> [Provided information]:

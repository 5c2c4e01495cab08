//! Quote text drawing.
//!
//! Kept separate from the view class so the drawing sequence reads as one
//! piece: fill the viewport black, measure the wrapped quote, center it,
//! draw in white.

use crate::platform::macos::ffi::appkit::{
    NSFontAttributeName, NSForegroundColorAttributeName, USES_FONT_LEADING,
    USES_LINE_FRAGMENT_ORIGIN,
};
use crate::platform::macos::ffi::bridge::{
    get_class, id, msg_send, nsstring_id, AnyObject, NSPoint, NSRect, NSSize, NSString,
};
use crate::{centered_origin, quote_font_size, wrap_width};

/// Fill `dirty_rect` with solid black.
///
/// # Safety
/// Must be called from the main thread inside a draw pass.
pub unsafe fn fill_background(dirty_rect: NSRect) {
    let black: id = msg_send![get_class("NSColor"), blackColor];
    let _: () = msg_send![black, setFill];
    let path: id = msg_send![get_class("NSBezierPath"), bezierPathWithRect: dirty_rect];
    let _: () = msg_send![path, fill];
}

/// Draw `text` word-wrapped and centered inside `bounds`.
///
/// The wrap constraint is `bounds.width` minus the fixed margins; the
/// draw rect keeps that full constraint width so drawing wraps exactly
/// as measured, while its origin centers the measured box.
///
/// # Safety
/// Must be called from the main thread inside a draw pass.
pub unsafe fn draw_quote(text: &str, bounds: NSRect, is_preview: bool) {
    let font: id = msg_send![get_class("NSFont"), systemFontOfSize: quote_font_size(is_preview)];
    let white: id = msg_send![get_class("NSColor"), whiteColor];

    let attrs: id = msg_send![get_class("NSMutableDictionary"), dictionary];
    let font_key = NSFontAttributeName as *const NSString as *mut AnyObject;
    let color_key = NSForegroundColorAttributeName as *const NSString as *mut AnyObject;
    let _: () = msg_send![attrs, setObject: font, forKey: font_key];
    let _: () = msg_send![attrs, setObject: white, forKey: color_key];

    let styled: id = msg_send![get_class("NSAttributedString"), alloc];
    let styled: id = msg_send![styled, initWithString: nsstring_id(text), attributes: attrs];

    let available = wrap_width(bounds.size.width);
    let constraint = NSSize::new(available, f64::MAX);
    let options: u64 = USES_LINE_FRAGMENT_ORIGIN | USES_FONT_LEADING;
    let text_rect: NSRect = msg_send![styled, boundingRectWithSize: constraint, options: options];

    let origin = NSPoint::new(
        bounds.origin.x + centered_origin(bounds.size.width, text_rect.size.width),
        bounds.origin.y + centered_origin(bounds.size.height, text_rect.size.height),
    );
    let draw_rect = NSRect::new(origin, NSSize::new(available, text_rect.size.height));
    let _: () = msg_send![styled, drawInRect: draw_rect];
}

> [Action item]: Look through the entries for lines containing the word "options" and return each one.

> [Reply]:
    let options: u64 = USES_LINE_FRAGMENT_ORIGIN | USES_FONT_LEADING;
    let text_rect: NSRect = msg_send![styled, boundingRectWithSize: constraint, options: options];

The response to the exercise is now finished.